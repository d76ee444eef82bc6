#[macro_use]
mod macros;

mod collaborator;
mod engine;
mod seq;

pub use collaborator::{
    Authorizer,
    BoxError,
    DecodeFailure,
    EventSink,
    Record,
};
pub use engine::{
    Config,
    Engine,
    Error,
};
pub use seq::{
    AtomicSerial,
    SerialSource,
};
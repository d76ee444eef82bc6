use bytes::Bytes;
use packed_struct::PackingError;

/// A message body that does not hold what its message ID promises.
#[derive(thiserror::Error, Debug, Clone, PartialEq)]
pub enum DecodeError {
    #[error("{field}: needed {needed} bytes, {available} available")]
    Truncated {
        field:     &'static str,
        needed:    usize,
        available: usize,
    },

    #[error("unpacking fixed fields: {0}")]
    Layout(#[from] PackingError),
}

/// Big-endian cursor over a message body.
pub(crate) struct Reader<'a> {
    data: &'a [u8],
    pos:  usize,
}

impl<'a> Reader<'a> {
    pub fn new(data: &'a [u8]) -> Self {
        Self {
            data,
            pos: 0,
        }
    }

    #[inline]
    pub fn remaining(&self) -> usize {
        self.data.len() - self.pos
    }

    pub fn bytes(&mut self, field: &'static str, n: usize) -> Result<&'a [u8], DecodeError> {
        let out = self.data.get(self.pos..self.pos + n).ok_or(DecodeError::Truncated {
            field,
            needed: n,
            available: self.remaining(),
        })?;

        self.pos += n;
        Ok(out)
    }

    pub fn array<const N: usize>(&mut self, field: &'static str) -> Result<[u8; N], DecodeError> {
        let mut out = [0u8; N];
        out.copy_from_slice(self.bytes(field, N)?);

        Ok(out)
    }

    #[inline]
    pub fn u8(&mut self, field: &'static str) -> Result<u8, DecodeError> {
        Ok(self.bytes(field, 1)?[0])
    }

    #[inline]
    pub fn u16(&mut self, field: &'static str) -> Result<u16, DecodeError> {
        Ok(u16::from_be_bytes(self.array(field)?))
    }

    #[inline]
    pub fn u32(&mut self, field: &'static str) -> Result<u32, DecodeError> {
        Ok(u32::from_be_bytes(self.array(field)?))
    }

    pub fn rest(&mut self) -> &'a [u8] {
        let out = &self.data[self.pos..];
        self.pos = self.data.len();

        out
    }

    #[inline]
    pub fn rest_bytes(&mut self) -> Bytes {
        Bytes::copy_from_slice(self.rest())
    }
}

/// Terminal text fields. Undecodable sequences come out as U+FFFD.
#[inline]
pub(crate) fn text(bytes: &[u8]) -> String {
    String::from_utf8_lossy(bytes).into_owned()
}

/// Fixed-width ASCII, with the NUL and space padding terminals use stripped off the end.
pub(crate) fn ascii(bytes: &[u8]) -> String {
    text(bytes).trim_end_matches(&['\0', ' '][..]).to_string()
}
pub use ::tokio_util::codec as tokio_codec;

pub mod escape;
mod frame;

pub use self::{
    escape::{
        escape,
        unescape,
        ESCAPE,
        FLAG,
    },
    frame::*,
};
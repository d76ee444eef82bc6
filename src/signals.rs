use futures::future;

/// Resolves on the first SIGINT or SIGTERM.
pub async fn shutdown() {
    let interrupt = async {
        if let Err(e) = tokio::signal::ctrl_c().await {
            tracing::error!(error = %e, "listening for SIGINT");
            future::pending::<()>().await;
        }
    };

    #[cfg(unix)]
    let terminate = async {
        use tokio::signal::unix::{
            signal,
            SignalKind,
        };

        match signal(SignalKind::terminate()) {
            Ok(mut term) => {
                term.recv().await;
            },
            Err(e) => {
                tracing::error!(error = %e, "listening for SIGTERM");
                future::pending::<()>().await;
            },
        }
    };

    #[cfg(not(unix))]
    let terminate = future::pending::<()>();

    tokio::select! {
        _ = interrupt => tracing::info!("received SIGINT"),
        _ = terminate => tracing::info!("received SIGTERM"),
    }
}
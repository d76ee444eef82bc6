use tracing_subscriber::{
    fmt::format::FmtSpan,
    prelude::*,
    EnvFilter,
};

use crate::bootstrap;

cfg_if::cfg_if! {
    if #[cfg(debug_assertions)] {
        const DEFAULT_DIRECTIVE: &str =
            "info,jt808=debug,jt808_net=debug,jt808_runtime=debug,jt808_message=debug";
    } else {
        const DEFAULT_DIRECTIVE: &str = "warn,jt808=info,jt808_net=info,jt808_runtime=info";
    }
}

/// Install the global subscriber on stderr. Debug builds print for humans, release builds emit
/// one JSON object per line. A set `RUST_LOG` replaces the default directive, and a malformed
/// one fails startup.
pub fn init() -> eyre::Result<()> {
    let filter = filter(std::env::var(EnvFilter::DEFAULT_ENV).ok().as_deref())?;
    bootstrap!("enabling tracing with filter directive: {}", filter);

    let output = tracing_subscriber::fmt::layer()
        .with_writer(std::io::stderr)
        .with_span_events(FmtSpan::CLOSE);

    let output = {
        cfg_if::cfg_if! {
            if #[cfg(debug_assertions)] {
                output.pretty()
            } else {
                output.json().flatten_event(true)
            }
        }
    };

    tracing_subscriber::registry().with(filter).with(output).try_init()?;

    Ok(())
}

fn filter(directive: Option<&str>) -> eyre::Result<EnvFilter> {
    let directive = match directive.map(str::trim) {
        Some(d) if !d.is_empty() => d,
        _ => DEFAULT_DIRECTIVE,
    };

    Ok(EnvFilter::try_new(directive)?)
}
use std::sync::Arc;

use eyre::Result;
use structopt::StructOpt as _;

use jt808::{
    bootstrap,
    collaborators::{
        StaticAuthorizer,
        TracingSink,
    },
    net::Server,
    runtime::Engine,
    signals,
    trace,
    Options,
};

#[tokio::main]
async fn main() -> Result<()> {
    bootstrap!("starting {} {}", env!("CARGO_PKG_NAME"), env!("CARGO_PKG_VERSION"));

    let options = Options::from_args();

    trace::init()?;

    tracing::info!(
        application = env!("CARGO_PKG_NAME"),
        version = env!("CARGO_PKG_VERSION"),
        addr = %options.addr(),
        "tracing subsystem initialized"
    );

    let authorizer = StaticAuthorizer::new(options.allow.iter().cloned());
    let engine = Engine::new(options.engine_config(), Arc::new(authorizer), Arc::new(TracingSink));

    let server = Server::bind(options.addr(), Arc::new(engine), options.server_config()).await?;
    server.run_until(signals::shutdown()).await;

    tracing::info!("shut down");

    Ok(())
}
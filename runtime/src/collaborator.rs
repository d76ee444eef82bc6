//! The narrow interfaces the engine calls out through: authorization of registering terminals
//! and storage of what they send.

use std::net::SocketAddr;

use chrono::{
    DateTime,
    Utc,
};
use message::{
    Event,
    Header,
};

pub type BoxError = Box<dyn std::error::Error + Send + Sync>;

#[async_trait::async_trait]
pub trait Authorizer: Send + Sync {
    /// Whether a registering terminal may connect. An `Err` is treated as a denial.
    async fn is_authorized(
        &self,
        terminal_id: &str,
        model: &str,
        hardware_id: &str,
        vin: Option<&str>,
    ) -> Result<bool, BoxError>;
}

/// Storage for decoded traffic. Errors are logged by the caller and otherwise ignored.
#[async_trait::async_trait]
pub trait EventSink: Send + Sync {
    /// Called once for every frame that decoded to an [`Event`], unrecognized message IDs
    /// included.
    async fn record(&self, record: &Record) -> Result<(), BoxError>;

    /// A VIN turned up in pass-through text from `terminal_id`.
    async fn vin_extracted(&self, _terminal_id: &str, _vin: &str) -> Result<(), BoxError> {
        Ok(())
    }

    async fn decode_failed(&self, _failure: &DecodeFailure) -> Result<(), BoxError> {
        Ok(())
    }
}

/// Everything known about one decoded message.
#[derive(Clone, Debug, PartialEq, serde::Serialize)]
pub struct Record {
    pub received:    DateTime<Utc>,
    pub peer:        SocketAddr,
    pub terminal_id: String,
    pub message_id:  u16,
    pub serial:      u16,
    pub event:       Event,
    /// Set for registrations only.
    pub authorized:  Option<bool>,
    /// Unescaped frame content, hex.
    pub raw:         String,
}

impl Record {
    pub fn new(
        received: DateTime<Utc>,
        peer: SocketAddr,
        header: &Header,
        event: Event,
        raw: &[u8],
    ) -> Self {
        Self {
            received,
            peer,
            terminal_id: header.terminal_id(),
            message_id: header.id,
            serial: header.serial,
            event,
            authorized: None,
            raw: hex::encode(raw),
        }
    }
}

/// A frame with a valid header whose body could not be decoded.
#[derive(Clone, Debug, PartialEq, Eq, serde::Serialize)]
pub struct DecodeFailure {
    pub received:    DateTime<Utc>,
    pub peer:        SocketAddr,
    pub terminal_id: String,
    pub message_id:  u16,
    pub serial:      u16,
    pub error:       String,
    pub raw:         String,
}
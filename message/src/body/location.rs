use std::collections::BTreeMap;

use bytes::Bytes;
use chrono::{
    DateTime,
    Utc,
};
use packed_struct::prelude::*;

use crate::{
    bcd,
    reader::{
        DecodeError,
        Reader,
    },
};

const STATUS_IGNITION: u32 = 1 << 0;
const STATUS_LOCATED: u32 = 1 << 1;
const STATUS_SOUTH: u32 = 1 << 2;
const STATUS_WEST: u32 = 1 << 3;

const HEADING_MASK: u16 = 0x01ff;

const COORDINATE_SCALE: f64 = 1e6;

const BASE_LEN: usize = 28;

/// The fixed-width head of every location report.
#[derive(Copy, Clone, Debug, PackedStruct)]
#[packed_struct(bit_numbering = "msb0", size_bytes = "28")]
struct Base {
    #[packed_field(endian = "msb")]
    alarm:     u32,
    #[packed_field(endian = "msb")]
    status:    u32,
    #[packed_field(endian = "msb")]
    latitude:  u32,
    #[packed_field(endian = "msb")]
    longitude: u32,
    #[packed_field(endian = "msb")]
    altitude:  u16,
    #[packed_field(endian = "msb")]
    speed:     u16,
    #[packed_field(endian = "msb")]
    heading:   u16,
    time:      [u8; 6],
}

/// Location report (0x0200).
#[derive(Clone, Debug, PartialEq, serde::Serialize, serde::Deserialize)]
pub struct LocationReport {
    pub alarm:     u32,
    pub status:    u32,
    pub latitude:  f64,
    pub longitude: f64,
    pub altitude:  u16,
    /// km/h
    pub speed:     f64,
    pub heading:   u16,
    pub timestamp: DateTime<Utc>,

    pub extensions: Extensions,
}

impl LocationReport {
    pub const BASE_LEN: usize = BASE_LEN;

    /// `received` stands in for the report time when the terminal has not sent a usable one.
    pub(crate) fn decode(body: &[u8], received: DateTime<Utc>) -> Result<Self, DecodeError> {
        let mut r = Reader::new(body);
        let base = Base::unpack(&r.array::<BASE_LEN>("location report")?)?;

        let latitude = base.latitude as f64 / COORDINATE_SCALE;
        let longitude = base.longitude as f64 / COORDINATE_SCALE;

        let timestamp = bcd::decode_time(&base.time).unwrap_or_else(|| {
            tracing::debug!(time = %hex::encode(base.time), "unusable report time, using receive time");
            received
        });

        Ok(Self {
            alarm: base.alarm,
            status: base.status,
            latitude: if base.status & STATUS_SOUTH != 0 { -latitude } else { latitude },
            longitude: if base.status & STATUS_WEST != 0 { -longitude } else { longitude },
            altitude: base.altitude,
            speed: base.speed as f64 / 10.0,
            heading: base.heading & HEADING_MASK,
            timestamp,
            extensions: Extensions::parse(r.rest()),
        })
    }

    #[inline]
    pub fn ignition(&self) -> bool {
        self.status & STATUS_IGNITION != 0
    }

    #[inline]
    pub fn located(&self) -> bool {
        self.status & STATUS_LOCATED != 0
    }
}

/// Additional information items trailing a location report.
#[derive(Clone, Debug, Default, PartialEq, serde::Serialize, serde::Deserialize)]
pub struct Extensions {
    /// km
    pub mileage:         Option<f64>,
    pub extended_status: Option<u32>,
    pub io_status:       Option<u16>,
    pub signal:          Option<u8>,
    pub satellites:      Option<u8>,
    /// V
    pub battery:         Option<f64>,

    /// Items with an ID this server does not interpret, or whose length does not match the one
    /// their ID calls for.
    pub other: BTreeMap<u8, Bytes>,
}

impl Extensions {
    pub const MILEAGE: u8 = 0x01;
    pub const EXTENDED_STATUS: u8 = 0x25;
    pub const IO_STATUS: u8 = 0x2a;
    pub const SIGNAL: u8 = 0x30;
    pub const SATELLITES: u8 = 0x31;
    pub const BATTERY: u8 = 0xe3;

    /// Parse `{id: u8, len: u8, content: [u8; len]}` items until the tail runs out. A trailing
    /// item shorter than its declared length ends parsing.
    pub fn parse(tail: &[u8]) -> Self {
        let mut out = Self::default();
        let mut rest = tail;

        while let [id, len, content @ ..] = rest {
            let len = *len as usize;

            let Some(item) = content.get(..len) else {
                tracing::debug!(
                    id = %format_args!("{:#04x}", id),
                    declared = len,
                    available = content.len(),
                    "truncated extension item"
                );
                break;
            };

            out.apply(*id, item);
            rest = &content[len..];
        }

        out
    }

    fn apply(&mut self, id: u8, item: &[u8]) {
        let mut r = Reader::new(item);

        let known = match (id, item.len()) {
            (Self::MILEAGE, 4) => {
                self.mileage = r.u32("mileage").ok().map(|v| v as f64 / 10.0);
                true
            },
            (Self::EXTENDED_STATUS, 4) => {
                self.extended_status = r.u32("extended status").ok();
                true
            },
            (Self::IO_STATUS, 2) => {
                self.io_status = r.u16("io status").ok();
                true
            },
            (Self::SIGNAL, 1) => {
                self.signal = r.u8("signal").ok();
                true
            },
            (Self::SATELLITES, 1) => {
                self.satellites = r.u8("satellites").ok();
                true
            },
            (Self::BATTERY, 2) => {
                self.battery = r.u16("battery").ok().map(|v| v as f64 * 0.001);
                true
            },
            _ => false,
        };

        if !known {
            self.other.insert(id, Bytes::copy_from_slice(item));
        }
    }
}

#[cfg(test)]
pub(crate) mod test {
    use chrono::TimeZone;

    use super::*;

    pub fn body(status: u32, time: [u8; 6], tail: &[u8]) -> Vec<u8> {
        let mut out = vec![];

        out.extend_from_slice(&0x0000_0100u32.to_be_bytes());
        out.extend_from_slice(&status.to_be_bytes());
        out.extend_from_slice(&52_229_675u32.to_be_bytes());
        out.extend_from_slice(&21_012_230u32.to_be_bytes());
        out.extend_from_slice(&112u16.to_be_bytes());
        out.extend_from_slice(&655u16.to_be_bytes());
        out.extend_from_slice(&0xfe5au16.to_be_bytes());
        out.extend_from_slice(&time);
        out.extend_from_slice(tail);

        out
    }

    const TIME: [u8; 6] = [0x24, 0x05, 0x17, 0x08, 0x30, 0x00];

    #[test]
    fn test_decode_base() -> eyre::Result<()> {
        let received = Utc.with_ymd_and_hms(2030, 1, 1, 0, 0, 0).unwrap();
        let report = LocationReport::decode(&body(0b0011, TIME, &[]), received)?;

        assert_eq!(report.alarm, 0x100);
        assert!((report.latitude - 52.229675).abs() < 1e-9);
        assert!((report.longitude - 21.01223).abs() < 1e-9);
        assert_eq!(report.altitude, 112);
        assert!((report.speed - 65.5).abs() < 1e-9);
        assert_eq!(report.heading, 0x005a);
        assert_eq!(report.timestamp, Utc.with_ymd_and_hms(2024, 5, 17, 8, 30, 0).unwrap());
        assert!(report.ignition());
        assert!(report.located());
        assert_eq!(report.extensions, Extensions::default());

        Ok(())
    }

    #[test]
    fn test_hemisphere_and_time_fallback() -> eyre::Result<()> {
        let received = Utc.with_ymd_and_hms(2030, 1, 1, 0, 0, 0).unwrap();
        let report = LocationReport::decode(&body(0b1100, [0; 6], &[]), received)?;

        assert!(report.latitude < 0.0);
        assert!(report.longitude < 0.0);
        assert!(!report.ignition());
        assert_eq!(report.timestamp, received);

        Ok(())
    }

    #[test]
    fn test_short_body() {
        let data = body(0, TIME, &[]);

        assert_eq!(data.len(), LocationReport::BASE_LEN);
        assert!(matches!(LocationReport::decode(&data[..19], Utc::now()), Err(DecodeError::Truncated {
            field: "location report",
            needed: 28,
            available: 19,
        })));
    }

    #[test]
    fn test_extensions() {
        let tail = [
            0x01, 0x04, 0x00, 0x00, 0x30, 0x39, // mileage 12345 -> 1234.5 km
            0x25, 0x04, 0x00, 0x00, 0x00, 0x03, // extended status
            0x2a, 0x02, 0x00, 0x01, // io status
            0x30, 0x01, 0x1f, // signal
            0x31, 0x01, 0x0c, // satellites
            0xe3, 0x02, 0x30, 0xd4, // 12500 mV
            0x77, 0x03, 0xaa, 0xbb, 0xcc, // unknown, skipped by length
        ];

        let ext = Extensions::parse(&tail);

        assert_eq!(ext.mileage, Some(1234.5));
        assert_eq!(ext.extended_status, Some(3));
        assert_eq!(ext.io_status, Some(1));
        assert_eq!(ext.signal, Some(0x1f));
        assert_eq!(ext.satellites, Some(12));
        assert!((ext.battery.unwrap() - 12.5).abs() < 1e-9);
        assert_eq!(ext.other.get(&0x77).map(|b| &b[..]), Some(&[0xaa, 0xbb, 0xcc][..]));
    }

    #[test]
    fn test_truncated_extension_ends_parsing() {
        let ext = Extensions::parse(&[0x30, 0x01, 0x10, 0x01, 0x04, 0x00, 0x01]);

        assert_eq!(ext.signal, Some(0x10));
        assert_eq!(ext.mileage, None);
        assert!(ext.other.is_empty());
    }

    #[test]
    fn test_wrong_length_kept_raw() {
        let ext = Extensions::parse(&[0x31, 0x02, 0x00, 0x09]);

        assert_eq!(ext.satellites, None);
        assert_eq!(ext.other.get(&0x31).map(|b| b.to_vec()), Some(vec![0x00, 0x09]));
    }
}
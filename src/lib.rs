//! A server for terminals speaking the JT/T 808 vehicle telemetry protocol.
//!
//! The protocol itself lives in the member crates re-exported here; this crate wires them into a
//! binary.

pub use ::codec;
pub use ::message;
pub use ::net;
pub use ::runtime;

pub use crate::options::Options;

pub mod collaborators;
pub mod options;
pub mod signals;
pub mod trace;

mod macros;
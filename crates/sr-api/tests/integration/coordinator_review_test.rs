//! Coordinator review integration tests (C12).
//!
//! Black-box HTTP tests against a running sr-api server. Submissions only
//! reach `pending_review` after the ingest/OCR/metadata stage workers have
//! processed them (see sr-supervisor), so most of these tests assume a
//! submission id that is already sitting in `pending_review` in the target
//! environment (`SR_PENDING_SUBMISSION_ID`); the rest exercise error paths
//! that don't depend on pipeline state. All `#[ignore]`d pending a running
//! stack; run with `cargo test -- --ignored`.

use serde::{Deserialize, Serialize};

struct TestClient {
    http: reqwest::Client,
    base_url: String,
}

impl TestClient {
    fn new() -> Self {
        Self {
            http: reqwest::Client::new(),
            base_url: std::env::var("SR_API_URL").unwrap_or_else(|_| "http://localhost:3000".to_string()),
        }
    }

    fn url(&self, path: &str) -> String {
        format!("{}{}", self.base_url.trim_end_matches('/'), path)
    }
}

#[derive(Debug, Deserialize)]
struct PendingSubmissionsResponse {
    submissions: Vec<serde_json::Value>,
    total: u64,
    page: u32,
    per_page: u32,
}

#[derive(Debug, Serialize)]
struct RejectRequest {
    reason: String,
}

#[derive(Debug, Serialize)]
struct ApproveRequest {
    final_hours: Option<i64>,
    final_category_id: Option<i64>,
    override_reason: Option<String>,
}

#[derive(Debug, Deserialize)]
struct ApiErrorResponse {
    error: String,
}

fn pending_submission_id() -> Option<i64> {
    std::env::var("SR_PENDING_SUBMISSION_ID")
        .ok()
        .and_then(|s| s.parse().ok())
}

#[tokio::test]
#[ignore]
async fn list_pending_paginates_with_defaults() {
    let client = TestClient::new();
    let resp = client
        .http
        .get(&client.url("/api/v1/coordinator/pending"))
        .send()
        .await
        .expect("list pending request failed");

    assert!(resp.status().is_success());
    let body: PendingSubmissionsResponse = resp.json().await.expect("failed to parse pending list");
    assert_eq!(body.page, 1);
    assert!(body.per_page > 0);
    assert!(body.submissions.len() as u64 <= body.total);
}

#[tokio::test]
#[ignore]
async fn list_pending_filters_by_enrollment_number() {
    let client = TestClient::new();
    let resp = client
        .http
        .get(&client.url("/api/v1/coordinator/pending?enrollment=does-not-exist-0000"))
        .send()
        .await
        .expect("list pending request failed");

    assert!(resp.status().is_success());
    let body: PendingSubmissionsResponse = resp.json().await.expect("failed to parse pending list");
    assert_eq!(body.total, 0);
    assert!(body.submissions.is_empty());
}

#[tokio::test]
#[ignore]
async fn get_submission_detail_for_unknown_id_returns_not_found() {
    let client = TestClient::new();
    let resp = client
        .http
        .get(&client.url("/api/v1/coordinator/submission/999999999"))
        .send()
        .await
        .expect("detail request failed");

    assert_eq!(resp.status().as_u16(), 404);
}

#[tokio::test]
#[ignore]
async fn reject_requires_non_empty_reason() {
    let Some(submission_id) = pending_submission_id() else {
        eprintln!("skipping: SR_PENDING_SUBMISSION_ID not set");
        return;
    };
    let client = TestClient::new();

    let resp = client
        .http
        .post(&client.url(&format!("/api/v1/coordinator/reject/{submission_id}")))
        .json(&RejectRequest { reason: "   ".to_string() })
        .send()
        .await
        .expect("reject request failed");

    assert_eq!(resp.status().as_u16(), 400);
    let error: ApiErrorResponse = resp.json().await.expect("failed to parse error body");
    assert!(error.error.to_lowercase().contains("rejection reason"));
}

#[tokio::test]
#[ignore]
async fn reject_pending_submission_marks_activity_rejected() {
    let Some(submission_id) = pending_submission_id() else {
        eprintln!("skipping: SR_PENDING_SUBMISSION_ID not set");
        return;
    };
    let client = TestClient::new();

    let resp = client
        .http
        .post(&client.url(&format!("/api/v1/coordinator/reject/{submission_id}")))
        .json(&RejectRequest {
            reason: "certificate does not match enrolled student".to_string(),
        })
        .send()
        .await
        .expect("reject request failed");

    assert!(resp.status().is_success());
    let body: serde_json::Value = resp.json().await.expect("failed to parse activity response");
    assert_eq!(body["review_status"], "rejected");
}

#[tokio::test]
#[ignore]
async fn approve_with_overridden_hours_requires_override_reason() {
    let Some(submission_id) = pending_submission_id() else {
        eprintln!("skipping: SR_PENDING_SUBMISSION_ID not set");
        return;
    };
    let client = TestClient::new();

    let resp = client
        .http
        .post(&client.url(&format!("/api/v1/coordinator/approve/{submission_id}")))
        .json(&ApproveRequest {
            final_hours: Some(999),
            final_category_id: None,
            override_reason: None,
        })
        .send()
        .await
        .expect("approve request failed");

    assert_eq!(resp.status().as_u16(), 400);
    let error: ApiErrorResponse = resp.json().await.expect("failed to parse error body");
    assert!(error.error.to_lowercase().contains("override_reason"));
}

#[tokio::test]
#[ignore]
async fn approve_pending_submission_without_overrides_succeeds() {
    let Some(submission_id) = pending_submission_id() else {
        eprintln!("skipping: SR_PENDING_SUBMISSION_ID not set");
        return;
    };
    let client = TestClient::new();

    let resp = client
        .http
        .post(&client.url(&format!("/api/v1/coordinator/approve/{submission_id}")))
        .json(&serde_json::json!({}))
        .send()
        .await
        .expect("approve request failed");

    assert!(resp.status().is_success(), "expected approve to succeed: {}", resp.status());
    let body: serde_json::Value = resp.json().await.expect("failed to parse activity response");
    assert_eq!(body["review_status"], "approved");
    assert!(body["final_hours"].is_number());
}

#[tokio::test]
#[ignore]
async fn approving_already_reviewed_submission_is_rejected() {
    let Some(submission_id) = pending_submission_id() else {
        eprintln!("skipping: SR_PENDING_SUBMISSION_ID not set");
        return;
    };
    let client = TestClient::new();

    // First call finalizes review (approve or reject, whichever the fixture left pending).
    let _ = client
        .http
        .post(&client.url(&format!("/api/v1/coordinator/approve/{submission_id}")))
        .json(&serde_json::json!({}))
        .send()
        .await
        .expect("first approve request failed");

    let second = client
        .http
        .post(&client.url(&format!("/api/v1/coordinator/approve/{submission_id}")))
        .json(&serde_json::json!({}))
        .send()
        .await
        .expect("second approve request failed");

    assert_eq!(second.status().as_u16(), 400);
}
//! Stage worker integration tests (C8-C10), run against in-memory fakes
//! of every port so the pipeline logic is exercised without a running
//! Postgres/S3/NATS stack.

use std::collections::VecDeque;
use std::pin::Pin;
use std::sync::{Arc, Mutex};

use bytes::Bytes;
use chrono::Utc;
use sr_domain::{ActivityCategory, CalculationType, CertificateOcrText, CertificateSubmission, Student};
use sr_ports::{
    ActivityRepository, ApproveEffects, BusMessage, CategorizationResult, CategoryRepository,
    ExtractedFields, LlmError, LlmProvider, MessageBus, MessageBusError, MessageSubscription,
    MetadataRepository, NewActivity, NewMetadata, NewSubmission, ObjectMetadata, ObjectStore,
    ObjectStoreError, OcrEngine, OcrError, OcrResult, OcrTextRepository, RepositoryError,
    StudentRepository, SubmissionFilter, SubmissionRepository,
};
use tokio_util::sync::CancellationToken;

// ---------------------------------------------------------------------
// In-memory fakes
// ---------------------------------------------------------------------

struct FakeStudentRepository {
    students: Mutex<Vec<Student>>,
}

impl FakeStudentRepository {
    fn with_one(student: Student) -> Self {
        Self {
            students: Mutex::new(vec![student]),
        }
    }
}

impl StudentRepository for FakeStudentRepository {
    async fn create(&self, _: &str, _: &str, _: Option<&str>) -> Result<Student, RepositoryError> {
        unimplemented!("not exercised by stage workers")
    }

    async fn get_by_enrollment_number(&self, enrollment_number: &str) -> Result<Option<Student>, RepositoryError> {
        Ok(self
            .students
            .lock()
            .unwrap()
            .iter()
            .find(|s| s.enrollment_number == enrollment_number)
            .cloned())
    }

    async fn get_by_id(&self, id: i64) -> Result<Option<Student>, RepositoryError> {
        Ok(self.students.lock().unwrap().iter().find(|s| s.id == id).cloned())
    }

    async fn update(&self, _: &str, _: Option<&str>, _: Option<Option<&str>>) -> Result<Student, RepositoryError> {
        unimplemented!("not exercised by stage workers")
    }

    async fn add_approved_hours(&self, student_id: i64, delta: i64) -> Result<(), RepositoryError> {
        let mut students = self.students.lock().unwrap();
        let student = students.iter_mut().find(|s| s.id == student_id).expect("student exists");
        student.total_approved_hours += delta;
        Ok(())
    }
}

struct FakeSubmissionRepository {
    submissions: Mutex<Vec<CertificateSubmission>>,
}

impl FakeSubmissionRepository {
    fn with_one(submission: CertificateSubmission) -> Self {
        Self {
            submissions: Mutex::new(vec![submission]),
        }
    }

    fn get(&self, id: i64) -> CertificateSubmission {
        self.submissions.lock().unwrap().iter().find(|s| s.id == id).cloned().unwrap()
    }
}

impl SubmissionRepository for FakeSubmissionRepository {
    async fn create(&self, _: NewSubmission<'_>) -> Result<CertificateSubmission, RepositoryError> {
        unimplemented!("not exercised by stage workers")
    }

    async fn create_queued(&self, _: NewSubmission<'_>) -> Result<CertificateSubmission, RepositoryError> {
        unimplemented!("not exercised by stage workers")
    }

    async fn get_by_id(&self, id: i64) -> Result<Option<CertificateSubmission>, RepositoryError> {
        Ok(self.submissions.lock().unwrap().iter().find(|s| s.id == id).cloned())
    }

    async fn get_by_student_and_checksum(&self, _: i64, _: &str) -> Result<Option<CertificateSubmission>, RepositoryError> {
        unimplemented!("not exercised by stage workers")
    }

    async fn update_status(
        &self,
        id: i64,
        status: &str,
        error_message: Option<&str>,
        update_processing_completed: bool,
    ) -> Result<(), RepositoryError> {
        let mut submissions = self.submissions.lock().unwrap();
        let submission = submissions.iter_mut().find(|s| s.id == id).expect("submission exists");
        submission.status = status.to_string();
        submission.error_message = error_message.map(|m| m.to_string());
        if update_processing_completed {
            submission.processing_completed_at = Some(Utc::now());
        }
        Ok(())
    }

    async fn list_for_student(&self, _: i64, _: Option<&str>, _: u32) -> Result<Vec<CertificateSubmission>, RepositoryError> {
        unimplemented!("not exercised by stage workers")
    }

    async fn list_paginated(&self, _: SubmissionFilter) -> Result<(Vec<CertificateSubmission>, u64), RepositoryError> {
        unimplemented!("not exercised by stage workers")
    }
}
◇ ◇ ◇ ◇ ◇
# EXERCISE DETAILS
Go through the material above and count the lines that contain "memory"; give that number alone.

# TASK RESPONSE
2